Collected data:
---

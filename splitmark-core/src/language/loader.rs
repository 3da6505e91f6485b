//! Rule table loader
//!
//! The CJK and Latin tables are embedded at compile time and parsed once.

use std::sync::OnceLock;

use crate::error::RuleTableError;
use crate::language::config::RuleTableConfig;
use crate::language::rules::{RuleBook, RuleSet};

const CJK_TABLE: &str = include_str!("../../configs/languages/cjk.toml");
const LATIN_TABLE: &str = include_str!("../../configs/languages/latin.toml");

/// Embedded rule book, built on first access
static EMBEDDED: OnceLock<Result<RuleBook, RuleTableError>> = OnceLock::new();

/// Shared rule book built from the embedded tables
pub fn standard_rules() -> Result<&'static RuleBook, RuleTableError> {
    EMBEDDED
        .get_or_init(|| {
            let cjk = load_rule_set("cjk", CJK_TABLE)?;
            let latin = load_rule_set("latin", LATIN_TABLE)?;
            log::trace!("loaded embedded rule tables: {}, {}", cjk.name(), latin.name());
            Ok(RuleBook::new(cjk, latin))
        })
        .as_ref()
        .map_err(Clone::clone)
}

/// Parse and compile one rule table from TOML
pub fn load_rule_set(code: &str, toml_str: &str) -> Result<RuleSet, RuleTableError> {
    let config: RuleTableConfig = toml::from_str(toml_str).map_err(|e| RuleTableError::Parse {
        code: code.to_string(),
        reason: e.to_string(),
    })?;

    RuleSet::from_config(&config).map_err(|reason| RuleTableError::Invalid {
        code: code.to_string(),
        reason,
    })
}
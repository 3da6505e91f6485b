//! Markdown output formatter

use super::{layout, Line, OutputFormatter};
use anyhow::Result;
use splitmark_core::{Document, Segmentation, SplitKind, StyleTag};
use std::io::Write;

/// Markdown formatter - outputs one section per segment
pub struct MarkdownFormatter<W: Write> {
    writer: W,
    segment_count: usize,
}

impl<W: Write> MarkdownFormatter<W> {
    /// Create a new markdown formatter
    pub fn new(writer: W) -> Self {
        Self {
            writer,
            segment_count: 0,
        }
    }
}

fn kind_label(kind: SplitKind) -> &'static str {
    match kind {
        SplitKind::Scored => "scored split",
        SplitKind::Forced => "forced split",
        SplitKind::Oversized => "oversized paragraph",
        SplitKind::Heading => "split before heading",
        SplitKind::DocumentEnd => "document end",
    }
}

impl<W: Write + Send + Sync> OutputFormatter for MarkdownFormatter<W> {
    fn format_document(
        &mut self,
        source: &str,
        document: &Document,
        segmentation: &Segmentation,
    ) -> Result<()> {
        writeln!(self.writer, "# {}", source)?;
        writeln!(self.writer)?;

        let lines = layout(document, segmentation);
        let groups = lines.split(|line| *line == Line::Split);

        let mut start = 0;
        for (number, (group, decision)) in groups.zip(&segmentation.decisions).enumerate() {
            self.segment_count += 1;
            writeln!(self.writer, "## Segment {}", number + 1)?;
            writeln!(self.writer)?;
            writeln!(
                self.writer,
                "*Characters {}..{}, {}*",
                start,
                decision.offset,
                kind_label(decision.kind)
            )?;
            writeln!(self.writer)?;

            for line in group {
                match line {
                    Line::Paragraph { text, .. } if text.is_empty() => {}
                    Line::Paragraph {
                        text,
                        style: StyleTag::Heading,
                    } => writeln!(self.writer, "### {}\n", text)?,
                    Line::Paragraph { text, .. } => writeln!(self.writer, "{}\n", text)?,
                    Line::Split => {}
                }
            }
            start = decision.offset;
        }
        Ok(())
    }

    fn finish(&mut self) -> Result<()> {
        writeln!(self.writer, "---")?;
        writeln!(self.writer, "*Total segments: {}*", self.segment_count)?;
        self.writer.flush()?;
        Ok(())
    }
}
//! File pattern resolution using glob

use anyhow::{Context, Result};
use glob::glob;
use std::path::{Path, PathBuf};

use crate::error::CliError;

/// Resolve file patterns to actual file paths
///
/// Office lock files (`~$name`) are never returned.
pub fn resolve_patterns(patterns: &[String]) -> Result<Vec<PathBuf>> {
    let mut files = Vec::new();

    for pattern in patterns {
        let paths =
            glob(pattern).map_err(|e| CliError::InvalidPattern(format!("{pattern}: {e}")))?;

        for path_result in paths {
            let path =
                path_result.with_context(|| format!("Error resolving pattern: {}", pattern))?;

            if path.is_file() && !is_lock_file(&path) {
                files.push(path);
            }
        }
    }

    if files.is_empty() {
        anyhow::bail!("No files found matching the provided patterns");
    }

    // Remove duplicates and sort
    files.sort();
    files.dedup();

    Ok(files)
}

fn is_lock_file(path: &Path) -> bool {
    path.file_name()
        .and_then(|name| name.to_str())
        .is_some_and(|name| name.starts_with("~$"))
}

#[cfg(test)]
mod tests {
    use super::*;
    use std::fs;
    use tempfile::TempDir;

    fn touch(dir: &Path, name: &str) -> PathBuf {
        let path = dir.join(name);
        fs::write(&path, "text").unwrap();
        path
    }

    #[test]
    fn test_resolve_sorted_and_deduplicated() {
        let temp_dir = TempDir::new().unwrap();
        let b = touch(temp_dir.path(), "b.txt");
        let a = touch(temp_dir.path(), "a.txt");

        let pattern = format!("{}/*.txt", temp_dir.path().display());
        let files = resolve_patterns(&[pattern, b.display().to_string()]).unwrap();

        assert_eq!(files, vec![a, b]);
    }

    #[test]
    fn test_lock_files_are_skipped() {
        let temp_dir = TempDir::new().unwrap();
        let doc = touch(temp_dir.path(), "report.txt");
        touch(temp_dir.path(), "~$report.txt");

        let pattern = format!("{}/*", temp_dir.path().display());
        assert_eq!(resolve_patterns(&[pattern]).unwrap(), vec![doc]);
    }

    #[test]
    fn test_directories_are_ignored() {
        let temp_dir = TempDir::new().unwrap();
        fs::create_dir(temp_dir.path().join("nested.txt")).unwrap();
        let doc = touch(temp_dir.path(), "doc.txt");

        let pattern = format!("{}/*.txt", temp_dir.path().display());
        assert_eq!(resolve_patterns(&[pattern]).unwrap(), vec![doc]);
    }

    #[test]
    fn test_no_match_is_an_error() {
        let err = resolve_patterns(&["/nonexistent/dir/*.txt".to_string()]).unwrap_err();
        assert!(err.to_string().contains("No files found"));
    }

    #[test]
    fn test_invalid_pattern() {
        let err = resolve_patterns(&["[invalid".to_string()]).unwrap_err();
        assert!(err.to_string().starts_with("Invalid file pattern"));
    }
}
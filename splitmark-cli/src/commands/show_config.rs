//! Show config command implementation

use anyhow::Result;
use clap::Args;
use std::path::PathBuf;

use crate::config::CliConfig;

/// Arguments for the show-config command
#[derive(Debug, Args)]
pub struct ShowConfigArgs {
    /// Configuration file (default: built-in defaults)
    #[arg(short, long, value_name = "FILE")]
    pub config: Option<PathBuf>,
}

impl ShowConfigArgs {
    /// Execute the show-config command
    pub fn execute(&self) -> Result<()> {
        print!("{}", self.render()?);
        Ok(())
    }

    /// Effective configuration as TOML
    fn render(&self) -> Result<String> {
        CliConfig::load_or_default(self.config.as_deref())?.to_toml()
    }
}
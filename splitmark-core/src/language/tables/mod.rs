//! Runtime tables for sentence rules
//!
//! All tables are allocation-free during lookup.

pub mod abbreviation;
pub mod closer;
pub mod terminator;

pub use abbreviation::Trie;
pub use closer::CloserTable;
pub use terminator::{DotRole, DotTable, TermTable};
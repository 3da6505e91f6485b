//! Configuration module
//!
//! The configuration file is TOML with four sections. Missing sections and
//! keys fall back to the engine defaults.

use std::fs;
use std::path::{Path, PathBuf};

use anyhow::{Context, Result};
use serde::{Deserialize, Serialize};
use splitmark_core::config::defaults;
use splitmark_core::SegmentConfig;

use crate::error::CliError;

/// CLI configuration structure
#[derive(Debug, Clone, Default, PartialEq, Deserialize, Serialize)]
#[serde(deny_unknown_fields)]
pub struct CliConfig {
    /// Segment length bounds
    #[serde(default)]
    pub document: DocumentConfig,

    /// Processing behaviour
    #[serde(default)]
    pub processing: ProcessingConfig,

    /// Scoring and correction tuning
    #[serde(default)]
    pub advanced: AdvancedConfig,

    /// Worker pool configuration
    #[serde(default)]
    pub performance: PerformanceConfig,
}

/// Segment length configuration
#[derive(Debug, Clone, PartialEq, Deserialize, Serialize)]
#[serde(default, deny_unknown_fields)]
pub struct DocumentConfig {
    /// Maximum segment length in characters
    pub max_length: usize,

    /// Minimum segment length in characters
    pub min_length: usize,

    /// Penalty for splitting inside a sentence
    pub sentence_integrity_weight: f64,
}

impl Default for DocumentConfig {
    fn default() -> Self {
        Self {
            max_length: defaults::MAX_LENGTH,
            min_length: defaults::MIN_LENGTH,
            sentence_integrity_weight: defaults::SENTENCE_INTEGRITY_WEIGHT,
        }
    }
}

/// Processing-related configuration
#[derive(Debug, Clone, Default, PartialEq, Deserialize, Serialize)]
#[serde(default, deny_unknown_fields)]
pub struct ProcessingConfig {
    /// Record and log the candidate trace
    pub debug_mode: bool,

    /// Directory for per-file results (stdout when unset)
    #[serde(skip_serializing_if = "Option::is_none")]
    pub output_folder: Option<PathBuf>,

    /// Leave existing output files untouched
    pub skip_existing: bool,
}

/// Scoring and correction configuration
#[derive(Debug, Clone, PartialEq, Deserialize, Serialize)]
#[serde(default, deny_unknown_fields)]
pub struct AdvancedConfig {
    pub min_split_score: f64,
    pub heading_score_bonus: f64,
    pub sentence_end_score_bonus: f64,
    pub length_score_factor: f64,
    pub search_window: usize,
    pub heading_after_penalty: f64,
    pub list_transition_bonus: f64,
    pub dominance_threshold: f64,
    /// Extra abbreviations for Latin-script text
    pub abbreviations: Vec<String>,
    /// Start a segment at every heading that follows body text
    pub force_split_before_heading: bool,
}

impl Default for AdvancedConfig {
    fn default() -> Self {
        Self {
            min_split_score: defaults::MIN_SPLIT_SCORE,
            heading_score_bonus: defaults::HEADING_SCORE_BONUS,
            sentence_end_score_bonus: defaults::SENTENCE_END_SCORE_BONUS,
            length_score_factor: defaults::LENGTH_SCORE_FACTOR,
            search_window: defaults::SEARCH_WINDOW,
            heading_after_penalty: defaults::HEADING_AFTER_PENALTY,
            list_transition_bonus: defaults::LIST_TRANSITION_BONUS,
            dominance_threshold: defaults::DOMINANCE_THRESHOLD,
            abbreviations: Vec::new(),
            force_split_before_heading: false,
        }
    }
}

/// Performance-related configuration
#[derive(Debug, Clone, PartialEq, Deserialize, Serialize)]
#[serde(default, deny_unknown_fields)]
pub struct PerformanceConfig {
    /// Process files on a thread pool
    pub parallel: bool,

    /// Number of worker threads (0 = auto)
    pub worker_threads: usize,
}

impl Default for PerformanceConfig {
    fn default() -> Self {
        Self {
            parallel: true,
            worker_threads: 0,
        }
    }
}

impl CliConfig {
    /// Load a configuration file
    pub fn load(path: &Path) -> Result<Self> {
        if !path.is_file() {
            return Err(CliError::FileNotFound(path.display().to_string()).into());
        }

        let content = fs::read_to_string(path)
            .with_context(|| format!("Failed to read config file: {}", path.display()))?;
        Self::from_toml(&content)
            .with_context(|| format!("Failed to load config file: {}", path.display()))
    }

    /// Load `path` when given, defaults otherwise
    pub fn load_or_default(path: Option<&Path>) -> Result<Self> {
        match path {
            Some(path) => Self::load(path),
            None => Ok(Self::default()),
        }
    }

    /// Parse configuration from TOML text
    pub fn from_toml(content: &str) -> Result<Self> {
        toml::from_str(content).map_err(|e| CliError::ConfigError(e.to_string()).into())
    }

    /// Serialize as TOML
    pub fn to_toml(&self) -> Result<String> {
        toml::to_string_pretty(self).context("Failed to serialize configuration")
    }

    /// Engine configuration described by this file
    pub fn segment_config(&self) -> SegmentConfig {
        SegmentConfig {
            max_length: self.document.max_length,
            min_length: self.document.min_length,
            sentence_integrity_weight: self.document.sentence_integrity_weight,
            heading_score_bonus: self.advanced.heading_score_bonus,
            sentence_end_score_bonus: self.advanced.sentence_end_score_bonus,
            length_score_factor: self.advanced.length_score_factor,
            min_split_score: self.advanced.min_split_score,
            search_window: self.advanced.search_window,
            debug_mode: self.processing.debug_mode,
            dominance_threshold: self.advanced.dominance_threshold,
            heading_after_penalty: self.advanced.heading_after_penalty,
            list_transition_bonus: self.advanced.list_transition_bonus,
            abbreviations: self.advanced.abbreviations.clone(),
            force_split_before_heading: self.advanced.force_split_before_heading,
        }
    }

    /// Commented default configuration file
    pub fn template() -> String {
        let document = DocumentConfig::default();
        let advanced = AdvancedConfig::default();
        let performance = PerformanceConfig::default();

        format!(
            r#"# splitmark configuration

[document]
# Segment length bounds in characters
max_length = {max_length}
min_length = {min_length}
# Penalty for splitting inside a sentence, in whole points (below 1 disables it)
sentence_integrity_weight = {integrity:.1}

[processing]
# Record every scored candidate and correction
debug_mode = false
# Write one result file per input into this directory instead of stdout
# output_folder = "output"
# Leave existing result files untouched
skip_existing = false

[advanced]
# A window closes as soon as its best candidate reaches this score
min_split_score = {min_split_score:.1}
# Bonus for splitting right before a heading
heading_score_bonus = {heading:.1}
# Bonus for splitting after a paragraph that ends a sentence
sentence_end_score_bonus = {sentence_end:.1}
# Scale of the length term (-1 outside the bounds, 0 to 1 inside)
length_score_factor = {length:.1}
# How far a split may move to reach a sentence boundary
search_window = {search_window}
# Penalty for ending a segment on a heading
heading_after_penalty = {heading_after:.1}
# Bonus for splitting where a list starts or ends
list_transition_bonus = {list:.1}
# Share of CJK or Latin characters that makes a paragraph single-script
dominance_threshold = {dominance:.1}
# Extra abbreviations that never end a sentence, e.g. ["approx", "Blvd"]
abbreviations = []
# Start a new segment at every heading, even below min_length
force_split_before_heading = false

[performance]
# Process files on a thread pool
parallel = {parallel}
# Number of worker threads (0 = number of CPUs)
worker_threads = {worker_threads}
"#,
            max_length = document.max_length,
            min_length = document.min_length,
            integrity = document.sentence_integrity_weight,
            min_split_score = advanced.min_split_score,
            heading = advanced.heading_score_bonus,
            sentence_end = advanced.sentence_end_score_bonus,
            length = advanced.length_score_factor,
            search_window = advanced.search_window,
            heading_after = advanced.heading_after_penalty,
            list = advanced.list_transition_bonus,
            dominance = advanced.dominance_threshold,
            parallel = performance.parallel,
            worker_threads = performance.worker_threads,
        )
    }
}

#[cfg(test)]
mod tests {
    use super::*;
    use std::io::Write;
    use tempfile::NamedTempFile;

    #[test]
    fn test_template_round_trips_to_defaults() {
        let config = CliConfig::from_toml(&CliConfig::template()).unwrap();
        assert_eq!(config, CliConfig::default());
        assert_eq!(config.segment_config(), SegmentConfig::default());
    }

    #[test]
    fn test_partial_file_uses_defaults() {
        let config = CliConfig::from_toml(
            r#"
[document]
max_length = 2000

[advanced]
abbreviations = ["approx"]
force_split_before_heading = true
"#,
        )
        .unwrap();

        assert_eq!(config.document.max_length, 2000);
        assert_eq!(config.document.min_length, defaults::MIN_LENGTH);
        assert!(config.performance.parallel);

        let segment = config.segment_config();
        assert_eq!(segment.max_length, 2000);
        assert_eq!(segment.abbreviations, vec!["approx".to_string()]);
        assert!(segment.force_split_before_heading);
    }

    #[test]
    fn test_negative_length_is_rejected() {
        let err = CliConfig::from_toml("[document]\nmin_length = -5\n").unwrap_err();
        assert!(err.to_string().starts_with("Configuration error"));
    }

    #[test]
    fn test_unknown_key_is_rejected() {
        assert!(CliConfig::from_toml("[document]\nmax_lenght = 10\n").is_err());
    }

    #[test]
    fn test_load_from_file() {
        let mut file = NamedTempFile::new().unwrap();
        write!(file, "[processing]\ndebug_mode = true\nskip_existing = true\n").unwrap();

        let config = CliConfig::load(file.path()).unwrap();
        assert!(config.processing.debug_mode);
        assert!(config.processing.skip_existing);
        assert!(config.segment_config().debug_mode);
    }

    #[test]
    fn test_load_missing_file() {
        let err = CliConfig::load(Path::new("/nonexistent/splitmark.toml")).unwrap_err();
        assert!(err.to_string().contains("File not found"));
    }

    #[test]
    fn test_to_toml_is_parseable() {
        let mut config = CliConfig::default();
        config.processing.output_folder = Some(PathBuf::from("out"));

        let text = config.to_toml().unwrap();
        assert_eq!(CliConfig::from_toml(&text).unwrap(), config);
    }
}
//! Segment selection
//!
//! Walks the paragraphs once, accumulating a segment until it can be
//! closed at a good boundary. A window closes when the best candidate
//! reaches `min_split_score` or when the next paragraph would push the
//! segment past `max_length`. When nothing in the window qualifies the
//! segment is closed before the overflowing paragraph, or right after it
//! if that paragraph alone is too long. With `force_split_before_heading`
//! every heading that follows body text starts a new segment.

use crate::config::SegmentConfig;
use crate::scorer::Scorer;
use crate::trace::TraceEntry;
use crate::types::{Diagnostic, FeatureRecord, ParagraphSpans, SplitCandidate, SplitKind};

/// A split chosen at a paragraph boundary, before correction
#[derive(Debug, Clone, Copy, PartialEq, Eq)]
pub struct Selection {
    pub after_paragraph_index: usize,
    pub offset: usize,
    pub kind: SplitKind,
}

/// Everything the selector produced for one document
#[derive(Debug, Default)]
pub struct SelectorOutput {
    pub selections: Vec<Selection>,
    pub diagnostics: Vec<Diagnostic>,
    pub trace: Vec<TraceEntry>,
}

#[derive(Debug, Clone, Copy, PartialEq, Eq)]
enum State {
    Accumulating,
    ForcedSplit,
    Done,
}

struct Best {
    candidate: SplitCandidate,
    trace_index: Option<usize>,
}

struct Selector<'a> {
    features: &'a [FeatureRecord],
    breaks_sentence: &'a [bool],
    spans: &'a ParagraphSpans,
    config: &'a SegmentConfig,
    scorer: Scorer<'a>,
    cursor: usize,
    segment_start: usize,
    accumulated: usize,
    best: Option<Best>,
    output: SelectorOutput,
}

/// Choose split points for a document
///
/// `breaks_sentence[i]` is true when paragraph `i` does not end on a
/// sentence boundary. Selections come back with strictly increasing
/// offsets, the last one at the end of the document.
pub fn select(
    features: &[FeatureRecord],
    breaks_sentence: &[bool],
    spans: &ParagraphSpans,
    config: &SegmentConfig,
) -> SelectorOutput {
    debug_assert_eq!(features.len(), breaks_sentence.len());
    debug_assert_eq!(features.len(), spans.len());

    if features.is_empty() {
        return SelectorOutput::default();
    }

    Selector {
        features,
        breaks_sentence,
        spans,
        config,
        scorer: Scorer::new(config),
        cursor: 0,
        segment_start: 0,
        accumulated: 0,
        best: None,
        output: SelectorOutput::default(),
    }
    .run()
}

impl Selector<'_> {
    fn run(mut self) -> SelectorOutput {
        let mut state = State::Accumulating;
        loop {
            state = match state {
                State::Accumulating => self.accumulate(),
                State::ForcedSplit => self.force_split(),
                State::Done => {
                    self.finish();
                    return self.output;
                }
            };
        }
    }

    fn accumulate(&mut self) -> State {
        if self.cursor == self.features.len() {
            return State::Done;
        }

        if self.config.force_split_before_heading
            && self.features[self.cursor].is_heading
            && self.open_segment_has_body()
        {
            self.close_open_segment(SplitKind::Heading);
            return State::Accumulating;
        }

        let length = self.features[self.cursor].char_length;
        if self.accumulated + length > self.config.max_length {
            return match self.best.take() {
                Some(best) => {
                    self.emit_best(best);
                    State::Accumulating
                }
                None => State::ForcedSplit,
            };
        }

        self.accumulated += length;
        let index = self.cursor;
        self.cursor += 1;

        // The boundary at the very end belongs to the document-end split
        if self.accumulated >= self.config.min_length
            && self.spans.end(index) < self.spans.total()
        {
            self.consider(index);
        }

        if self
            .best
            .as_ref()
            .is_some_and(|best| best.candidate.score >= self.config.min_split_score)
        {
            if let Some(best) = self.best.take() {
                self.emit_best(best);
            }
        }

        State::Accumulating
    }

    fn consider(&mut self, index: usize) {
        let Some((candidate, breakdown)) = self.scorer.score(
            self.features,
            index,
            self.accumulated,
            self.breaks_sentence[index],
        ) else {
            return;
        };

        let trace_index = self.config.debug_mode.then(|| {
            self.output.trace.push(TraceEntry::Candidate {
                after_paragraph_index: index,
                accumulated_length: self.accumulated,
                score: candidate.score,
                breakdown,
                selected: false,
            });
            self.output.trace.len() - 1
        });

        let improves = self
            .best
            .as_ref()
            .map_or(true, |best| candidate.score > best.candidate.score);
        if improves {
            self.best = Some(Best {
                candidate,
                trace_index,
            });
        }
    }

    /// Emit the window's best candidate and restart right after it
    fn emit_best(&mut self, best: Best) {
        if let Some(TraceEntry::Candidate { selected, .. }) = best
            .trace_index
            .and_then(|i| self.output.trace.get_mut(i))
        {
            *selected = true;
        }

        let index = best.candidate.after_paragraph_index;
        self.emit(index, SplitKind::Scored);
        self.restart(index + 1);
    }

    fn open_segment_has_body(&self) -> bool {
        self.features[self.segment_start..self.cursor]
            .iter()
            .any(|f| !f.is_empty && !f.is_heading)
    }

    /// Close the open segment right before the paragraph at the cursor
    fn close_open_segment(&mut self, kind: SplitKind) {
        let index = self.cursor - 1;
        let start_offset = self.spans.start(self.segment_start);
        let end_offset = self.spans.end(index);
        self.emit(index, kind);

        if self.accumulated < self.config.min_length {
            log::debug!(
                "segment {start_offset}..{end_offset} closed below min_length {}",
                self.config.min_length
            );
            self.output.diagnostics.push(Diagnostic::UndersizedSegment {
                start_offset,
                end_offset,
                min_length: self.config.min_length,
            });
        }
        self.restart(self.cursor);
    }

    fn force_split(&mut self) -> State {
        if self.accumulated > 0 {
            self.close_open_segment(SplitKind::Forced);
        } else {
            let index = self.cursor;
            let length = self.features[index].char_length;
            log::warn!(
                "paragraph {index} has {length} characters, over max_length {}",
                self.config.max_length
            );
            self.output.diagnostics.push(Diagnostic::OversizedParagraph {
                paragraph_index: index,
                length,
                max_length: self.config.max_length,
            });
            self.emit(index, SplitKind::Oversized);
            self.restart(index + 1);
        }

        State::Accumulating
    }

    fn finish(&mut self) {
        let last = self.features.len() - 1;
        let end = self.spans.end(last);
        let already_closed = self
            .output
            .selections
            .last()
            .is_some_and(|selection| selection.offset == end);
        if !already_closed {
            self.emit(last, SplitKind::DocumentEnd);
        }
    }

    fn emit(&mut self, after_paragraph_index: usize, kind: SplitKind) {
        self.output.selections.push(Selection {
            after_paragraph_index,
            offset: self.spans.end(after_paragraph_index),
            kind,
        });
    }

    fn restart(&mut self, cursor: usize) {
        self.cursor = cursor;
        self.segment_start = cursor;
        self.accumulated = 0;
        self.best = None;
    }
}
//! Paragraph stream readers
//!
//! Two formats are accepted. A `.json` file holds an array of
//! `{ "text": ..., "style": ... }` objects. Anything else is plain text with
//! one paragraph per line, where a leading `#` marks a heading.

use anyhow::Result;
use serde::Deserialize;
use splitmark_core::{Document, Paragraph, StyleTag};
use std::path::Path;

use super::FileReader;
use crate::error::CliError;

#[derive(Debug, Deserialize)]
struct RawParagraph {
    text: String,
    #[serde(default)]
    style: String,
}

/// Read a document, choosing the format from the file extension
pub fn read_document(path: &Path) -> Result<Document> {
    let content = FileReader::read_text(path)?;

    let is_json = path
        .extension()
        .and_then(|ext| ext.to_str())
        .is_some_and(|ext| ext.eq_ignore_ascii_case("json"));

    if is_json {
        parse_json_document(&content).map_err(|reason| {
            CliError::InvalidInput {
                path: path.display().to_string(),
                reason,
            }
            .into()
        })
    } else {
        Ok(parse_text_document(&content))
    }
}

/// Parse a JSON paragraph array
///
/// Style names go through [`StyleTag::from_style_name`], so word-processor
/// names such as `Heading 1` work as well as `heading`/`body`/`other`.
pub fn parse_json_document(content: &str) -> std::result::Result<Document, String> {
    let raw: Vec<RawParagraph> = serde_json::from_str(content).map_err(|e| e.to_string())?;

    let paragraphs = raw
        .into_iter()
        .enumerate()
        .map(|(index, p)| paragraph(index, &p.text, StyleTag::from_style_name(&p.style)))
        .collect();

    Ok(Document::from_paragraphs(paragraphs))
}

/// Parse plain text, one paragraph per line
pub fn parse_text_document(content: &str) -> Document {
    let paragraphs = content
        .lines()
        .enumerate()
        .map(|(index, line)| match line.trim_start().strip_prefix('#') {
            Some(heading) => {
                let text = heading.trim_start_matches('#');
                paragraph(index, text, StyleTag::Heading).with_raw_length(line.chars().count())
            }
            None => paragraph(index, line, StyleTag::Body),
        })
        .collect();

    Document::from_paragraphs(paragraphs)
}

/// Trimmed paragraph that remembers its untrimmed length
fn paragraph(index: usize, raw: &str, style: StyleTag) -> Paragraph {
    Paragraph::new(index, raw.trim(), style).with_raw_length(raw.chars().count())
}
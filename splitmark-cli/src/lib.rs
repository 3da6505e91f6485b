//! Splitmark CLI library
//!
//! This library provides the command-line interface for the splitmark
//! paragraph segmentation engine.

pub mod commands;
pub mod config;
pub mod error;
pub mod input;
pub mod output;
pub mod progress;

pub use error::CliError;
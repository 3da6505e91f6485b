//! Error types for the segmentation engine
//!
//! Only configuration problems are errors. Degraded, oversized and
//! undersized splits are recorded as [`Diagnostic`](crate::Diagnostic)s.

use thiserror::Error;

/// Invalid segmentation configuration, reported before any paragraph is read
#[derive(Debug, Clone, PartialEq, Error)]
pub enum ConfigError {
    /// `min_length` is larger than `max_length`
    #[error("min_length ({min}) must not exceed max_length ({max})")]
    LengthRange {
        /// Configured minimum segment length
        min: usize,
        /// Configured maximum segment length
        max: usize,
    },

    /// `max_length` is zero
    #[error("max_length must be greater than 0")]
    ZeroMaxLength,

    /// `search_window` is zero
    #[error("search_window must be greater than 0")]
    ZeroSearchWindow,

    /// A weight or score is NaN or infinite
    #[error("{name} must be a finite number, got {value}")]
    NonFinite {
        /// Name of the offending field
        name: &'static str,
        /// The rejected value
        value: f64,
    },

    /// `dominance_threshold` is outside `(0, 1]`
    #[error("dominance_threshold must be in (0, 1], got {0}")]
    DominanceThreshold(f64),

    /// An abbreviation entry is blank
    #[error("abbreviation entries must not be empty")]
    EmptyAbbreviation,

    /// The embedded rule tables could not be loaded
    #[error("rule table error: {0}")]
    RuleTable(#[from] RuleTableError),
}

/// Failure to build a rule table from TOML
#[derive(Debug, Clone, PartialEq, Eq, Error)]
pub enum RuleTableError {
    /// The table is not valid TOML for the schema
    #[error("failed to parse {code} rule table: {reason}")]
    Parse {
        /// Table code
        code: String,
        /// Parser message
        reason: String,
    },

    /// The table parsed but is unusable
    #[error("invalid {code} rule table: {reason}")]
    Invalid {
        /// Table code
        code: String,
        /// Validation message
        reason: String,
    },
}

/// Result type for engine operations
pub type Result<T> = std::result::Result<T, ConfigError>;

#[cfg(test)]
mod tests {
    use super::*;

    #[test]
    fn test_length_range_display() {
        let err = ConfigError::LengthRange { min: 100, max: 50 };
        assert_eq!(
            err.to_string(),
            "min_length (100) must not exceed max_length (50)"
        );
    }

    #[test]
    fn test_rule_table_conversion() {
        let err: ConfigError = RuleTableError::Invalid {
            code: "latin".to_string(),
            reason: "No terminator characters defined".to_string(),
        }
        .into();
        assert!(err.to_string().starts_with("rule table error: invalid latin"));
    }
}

---

Search the entries above for the string "SegmentConfig", and report each line where it occurs.

◆ Response to the task:
use splitmark_core::SegmentConfig;
    pub fn segment_config(&self) -> SegmentConfig {
        SegmentConfig {
        assert_eq!(config.segment_config(), SegmentConfig::default());
use crate::config::SegmentConfig;
    config: &'a SegmentConfig,
    config: &SegmentConfig,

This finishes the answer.